Tokai Pharmaceuticals said today its board has launched a review of strategic alternatives “focused on maximizing stockholder value,” more than a month after the company began eliminating more than half its staff following the failure of its lead candidate in a Phase III trial.

“Potential strategic alternatives that may be explored or evaluated as part of this review include a sale of the company, a reverse merger, a business combination, or a sale, license, or other disposition of corporate assets of the company,” Tokai said in a statement.

The company has hired Wedbush PacGrow as its financial advisor in connection with its strategic review.

“There is no set timetable for this process,” Tokai added.

Tokai’s action comes nearly 6 weeks after the company disclosed plans to eliminate approximately 60% of its workforce—about 15 jobs—by the end of the third quarter, leaving the company with 10 full-time employees.

The job cuts were revealed July 29, 3 days after the company said it was ending the Phase III ARMOR3-SV trial comparing its lead candidate galeterone to Xtandi® (enzalutamide) in a form of metastatic castration-resistant prostate cancer (mCRPC).

The company cited the trial’s independent Data Monitoring Committee, which concluded that ARMOR3-SV was unlikely to meet its primary endpoint of demonstrating improved radiographic progression-free survival (rPFS) for galeterone versus enzalutamide in treatment-naïve mCRPC patients whose prostate tumors express androgen receptor splice variant-7 mRNA (AR-V7).

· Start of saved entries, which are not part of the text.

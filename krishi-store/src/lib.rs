pub mod app_config;
pub mod database;
pub mod product_repo;
pub mod rental_repo;

pub use database::DbClient;
pub use product_repo::PgProductRepository;
pub use rental_repo::PgRentalRepository;
use crate::models::{AvailabilityDay, BookingPage, BookingStatus, RentalBooking};
use crate::repository::{ProductRepository, RentalRepository, RepoError};
use async_trait::async_trait;
use chrono::NaiveDate;
use krishi_catalog::Product;
use std::collections::HashMap;
use std::sync::Mutex;
use uuid::Uuid;

/// In-memory product catalog, used by tests and local tooling
#[derive(Default)]
pub struct InMemoryCatalog {
    products: Mutex<HashMap<Uuid, Product>>,
}

impl InMemoryCatalog {
    pub fn new() -> Self {
        Self::default()
    }

    pub fn insert(&self, product: Product) {
        self.products.lock().unwrap().insert(product.id, product);
    }
}

#[async_trait]
impl ProductRepository for InMemoryCatalog {
    async fn get_product(&self, id: Uuid) -> Result<Option<Product>, RepoError> {
        Ok(self.products.lock().unwrap().get(&id).cloned())
    }
}

#[derive(Default)]
struct RentalState {
    bookings: Vec<RentalBooking>,
    // (product, date) -> is_available
    availability: HashMap<(Uuid, NaiveDate), bool>,
}

/// In-memory rental store. A single mutex over bookings and availability
/// gives `create_booking` the same all-or-nothing behavior the Postgres
/// implementation gets from a transaction.
#[derive(Default)]
pub struct InMemoryRentalStore {
    state: Mutex<RentalState>,
}

impl InMemoryRentalStore {
    pub fn new() -> Self {
        Self::default()
    }

    pub fn booking_count(&self) -> usize {
        self.state.lock().unwrap().bookings.len()
    }
}

#[async_trait]
impl RentalRepository for InMemoryRentalStore {
    async fn unavailable_dates(
        &self,
        product_id: Uuid,
        start_date: NaiveDate,
        end_date: NaiveDate,
    ) -> Result<Vec<NaiveDate>, RepoError> {
        let state = self.state.lock().unwrap();
        let mut dates: Vec<NaiveDate> = state
            .availability
            .iter()
            .filter(|((pid, date), available)| {
                *pid == product_id && *date >= start_date && *date <= end_date && !**available
            })
            .map(|((_, date), _)| *date)
            .collect();
        dates.sort();
        Ok(dates)
    }

    async fn create_booking(&self, booking: &RentalBooking) -> Result<(), RepoError> {
        let mut state = self.state.lock().unwrap();

        let dates = crate::availability::dates_in_range(booking.start_date, booking.end_date);
        let conflicts: Vec<NaiveDate> = dates
            .iter()
            .filter(|date| {
                state
                    .availability
                    .get(&(booking.product_id, **date))
                    .map_or(false, |available| !available)
            })
            .copied()
            .collect();

        if !conflicts.is_empty() {
            return Err(RepoError::Conflict(conflicts));
        }

        for date in dates {
            state.availability.insert((booking.product_id, date), false);
        }
        state.bookings.push(booking.clone());

        Ok(())
    }

    async fn list_bookings(
        &self,
        farmer_id: Uuid,
        status: Option<BookingStatus>,
        page: u32,
        limit: u32,
    ) -> Result<BookingPage, RepoError> {
        let state = self.state.lock().unwrap();
        let mut matching: Vec<RentalBooking> = state
            .bookings
            .iter()
            .filter(|b| b.farmer_id == farmer_id)
            .filter(|b| status.map_or(true, |s| b.status == s))
            .cloned()
            .collect();
        matching.sort_by(|a, b| b.created_at.cmp(&a.created_at));

        let total = matching.len() as i64;
        let offset = (page.saturating_sub(1) * limit) as usize;
        let bookings = matching
            .into_iter()
            .skip(offset)
            .take(limit as usize)
            .collect();

        Ok(BookingPage { bookings, total })
    }

    async fn availability(
        &self,
        product_id: Uuid,
        from: Option<NaiveDate>,
        to: Option<NaiveDate>,
    ) -> Result<Vec<AvailabilityDay>, RepoError> {
        let state = self.state.lock().unwrap();
        let mut days: Vec<AvailabilityDay> = state
            .availability
            .iter()
            .filter(|((pid, date), _)| {
                *pid == product_id
                    && from.map_or(true, |f| *date >= f)
                    && to.map_or(true, |t| *date <= t)
            })
            .map(|((_, date), available)| AvailabilityDay {
                date: *date,
                is_available: *available,
            })
            .collect();
        days.sort_by_key(|d| d.date);
        Ok(days)
    }

    async fn set_availability(
        &self,
        product_id: Uuid,
        date: NaiveDate,
        is_available: bool,
    ) -> Result<AvailabilityDay, RepoError> {
        let mut state = self.state.lock().unwrap();
        state.availability.insert((product_id, date), is_available);
        Ok(AvailabilityDay { date, is_available })
    }
}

“The company is continuing to assess the best path forward for its galeterone clinical trial program,” Tokai stated today. “The company now anticipates all patients enrolled in the ARMOR3-SV clinical trial will discontinue treatment by the end of the year.”

Tokai last month quietly backed away from two other galeterone-related trials, stating in an August 22 regulatory filing that it opted to end enrollment in its ongoing ARMOR2 expansion clinical trial of galeterone in mCRPC patients with acquired resistance to Xtandi and was not proceeding with a planned study of galeterone in mCRPC patients who rapidly progress on either enzalutamide or Zytiga® (abiraterone acetate).